The number of persons with close ties to Norway who were on board a missing Air France flight continued to grow this week. The flight from Rio de Janeiro to Paris, which disappeared after taking off from Rio Sunday evening, was frequently used by travelers between Brazil and Norway.
Flags flew at half-mast at Norway’s largest company, StatoilHydro, following confirmation that three of its employees were on board the missing Air France flight. At least 10 persons on board the flight are now confirmed to have had close ties to Norway, either through employment, residence or citizenship.
StatoilHydro said that one of its company lawyers Kristian Berg Andersen, age 37 of Oslo, was on his way back to Norway for business meetings, accompanied by StatoilHydro colleagues Marcela Pellizon, 29, and Gustavo Peretti, 30. Andersen is a Norwegian citizen while Pellizon and Peretti are Brazilians, all working in StatoilHydro’s office in Rio.
“We have learned that three of our people were on the flight with great sadness,” said StatoilHydro Chief Executive Helge Lund. “A tragedy like this makes a deep impression on us as colleagues and managers. Our thoughts and sympathies are with the next of kin.”
StatoilHydro said a relative of an employee at the Brazilian office was also on the plane. “We only have 110 employees in Brazil and everyone is affected,” said StatoilHydro’s information director Ola Morten Aanestad.
He described Andersen, who has been living in Rio with his Norwegian wife and two children, as a “highly valued colleague” who played a key role in Statoil’s acquisition of the Peregrino oil field off Brazil.
More missing from Norway
Two other Norwegian citizens, 58-year-old Karsten Moholt from Hordaland in western Norway and his 35-year-old son Karsten Alexander Moholt were also on the flight. They ran Karsten Moholt AS and were in the process of expanding operations to Brazil. Aanestad said the Moholts’ company had done business with Statoil for 35 years and is “highly respected.”
Newspaper Aftenposten reported that also among the missing is Helge Gustafsson, age 44, an Icelandic citizen who worked for FMC Technologies from FMC’s base at Ågotnes near Bergen. He was reportedly on his way from work in Brazil to a job in Angola when the flight from Rio to Paris disappeared.
An 11-year-old boy with both British and Norwegian passports was also on the flight along with two Swedish citizens who worked for Norwegian firms. Laura Rahal, age 27, has been living in Norway for the past three years and worked as a civil engineer at Hamworthy in Asker. Christine Badre Schnabi, age 34, who worked for Innovation Norway in Rio, was also on the flight along with her five-year-old son.
Air France flight #447 was bound for Charles de Gaulle airport in Paris when it lost contact with air traffic controllers and disappeared off the radar shortly after taking off from Rio Sunday evening local time. It remained unclear Tuesday what happened to the flight. It’s believed to have encountered severe turbulence somewhere over the Fernando de Noronha islands, about 350 kilometers off the coast of Brazil, and may have been struck by lightning.

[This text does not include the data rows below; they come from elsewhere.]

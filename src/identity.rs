//! The identity collaborator. Engine operations take an explicit `UserId`;
//! frontends resolve it through this interface first, so no core code ever
//! reaches for an ambient "current user".

use crate::database::models::UserId;
use crate::error::EngineError;

pub trait Identity: Send + Sync {
    /// The authenticated user, if any.
    fn current_user_id(&self) -> Option<UserId>;
}

/// Resolves the current user or fails with `NotAuthenticated`.
pub fn require_user(identity: &dyn Identity) -> Result<UserId, EngineError> {
    identity
        .current_user_id()
        .ok_or(EngineError::NotAuthenticated)
}

/// Fixed identity, for tests and single-user embedding.
pub struct StaticIdentity(pub Option<UserId>);

impl Identity for StaticIdentity {
    fn current_user_id(&self) -> Option<UserId> {
        self.0
    }
}
//! Clock abstraction. The engine keys everything on the caller's local
//! calendar day, so "now" is injected rather than read ambiently; tests pin
//! it, production uses the system clock.

use std::sync::Mutex;

use chrono::{DateTime, Local, NaiveDate, NaiveDateTime, NaiveTime, TimeZone, Timelike, Utc};

pub trait Clock: Send + Sync {
    /// Local wall-clock time; its date is the day key for quests and history.
    fn now_local(&self) -> NaiveDateTime;

    /// Instant used for completion timestamps.
    fn now_utc(&self) -> DateTime<Utc>;

    fn today(&self) -> NaiveDate {
        self.now_local().date()
    }

    fn hour(&self) -> u32 {
        self.now_local().hour()
    }
}

pub struct SystemClock;

impl Clock for SystemClock {
    fn now_local(&self) -> NaiveDateTime {
        Local::now().naive_local()
    }

    fn now_utc(&self) -> DateTime<Utc> {
        Utc::now()
    }
}

/// A settable clock for tests: pin a date and hour, then move them to walk
/// the engine across day boundaries.
pub struct FixedClock {
    now: Mutex<NaiveDateTime>,
}

impl FixedClock {
    pub fn new(date: NaiveDate, hour: u32) -> Self {
        let time = NaiveTime::from_hms_opt(hour, 0, 0).unwrap_or(NaiveTime::MIN);
        FixedClock {
            now: Mutex::new(NaiveDateTime::new(date, time)),
        }
    }

    pub fn set_date(&self, date: NaiveDate) {
        let mut now = self.lock();
        *now = NaiveDateTime::new(date, now.time());
    }

    pub fn set_hour(&self, hour: u32) {
        let time = NaiveTime::from_hms_opt(hour, 0, 0).unwrap_or(NaiveTime::MIN);
        let mut now = self.lock();
        *now = NaiveDateTime::new(now.date(), time);
    }

    fn lock(&self) -> std::sync::MutexGuard<'_, NaiveDateTime> {
        match self.now.lock() {
            Ok(guard) => guard,
            Err(poisoned) => poisoned.into_inner(),
        }
    }
}

impl Clock for FixedClock {
    fn now_local(&self) -> NaiveDateTime {
        *self.lock()
    }

    fn now_utc(&self) -> DateTime<Utc> {
        Utc.from_utc_datetime(&self.now_local())
    }
}
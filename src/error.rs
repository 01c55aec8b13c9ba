//! Error taxonomy for the engine's outward operations.

use std::fmt;

use crate::database::StoreError;

/// The record kind a [`EngineError::NotFound`] refers to.
#[derive(Debug, Clone, Copy, PartialEq, Eq)]
pub enum Entity {
    Profile,
    Stats,
    Quest,
}

impl fmt::Display for Entity {
    fn fmt(&self, f: &mut fmt::Formatter<'_>) -> fmt::Result {
        let name = match self {
            Entity::Profile => "profile",
            Entity::Stats => "stats",
            Entity::Quest => "quest",
        };
        f.write_str(name)
    }
}

/// Failures surfaced by the engine. Storage errors pass through unchanged;
/// the engine never retries on behalf of the caller.
///
/// An already-completed quest is not represented here: re-completion is a
/// benign no-op reported in-band via
/// [`CompletionResult::already_completed`](crate::engine::CompletionResult).
#[derive(Debug, thiserror::Error)]
pub enum EngineError {
    #[error("no authenticated user")]
    NotAuthenticated,
    #[error("{0} not found")]
    NotFound(Entity),
    #[error("no active quest templates available")]
    NoTemplatesAvailable,
    #[error(transparent)]
    Storage(#[from] StoreError),
}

Aviation experts noted, however, that the modern Airbus A330 is built to tolerate both lightning and severe turbulence. There were reports of a short-circuit on board the aircraft. Military aircraft searched all day on Monday and through the night, with no signs of wreckage until Tuesday afternoon Oslo time. Officials said search efforts were difficult because of the depth of seas in the area where the jet is believed to have crashed.
The flight had 228 persons on board, including 216 passengers and 12 crew members. StatoilHydro officials said they were doing what they could to support their employees’ families and were cooperating closely with authorities both in Norway and Brazil.
“Naturally, the Brazilian organization is particularly affected by this tragic accident,” Lund said. “Our attention in now focused on support and assisting families and colleagues in Brazil as well as in Norway.”
StatoilHydro has full ownership of the large Peregrino oil field located about 85 kilometers off the Brazilian coast, and also has seven offshore exploration licenses.
Around 400 Norwegians live in Rio, including the sister of King Harald, Princess Ragnhild, and the community was shocked by the accident. “We’ve all traveled on that route,” one local resident told Norwegian Broadcsting (NRK), adding that “nearly everyone” knew someone now listed as missing. The Norwegian Seamen’s Church in Rio held special services Monday for those who wanted to gather and seek support.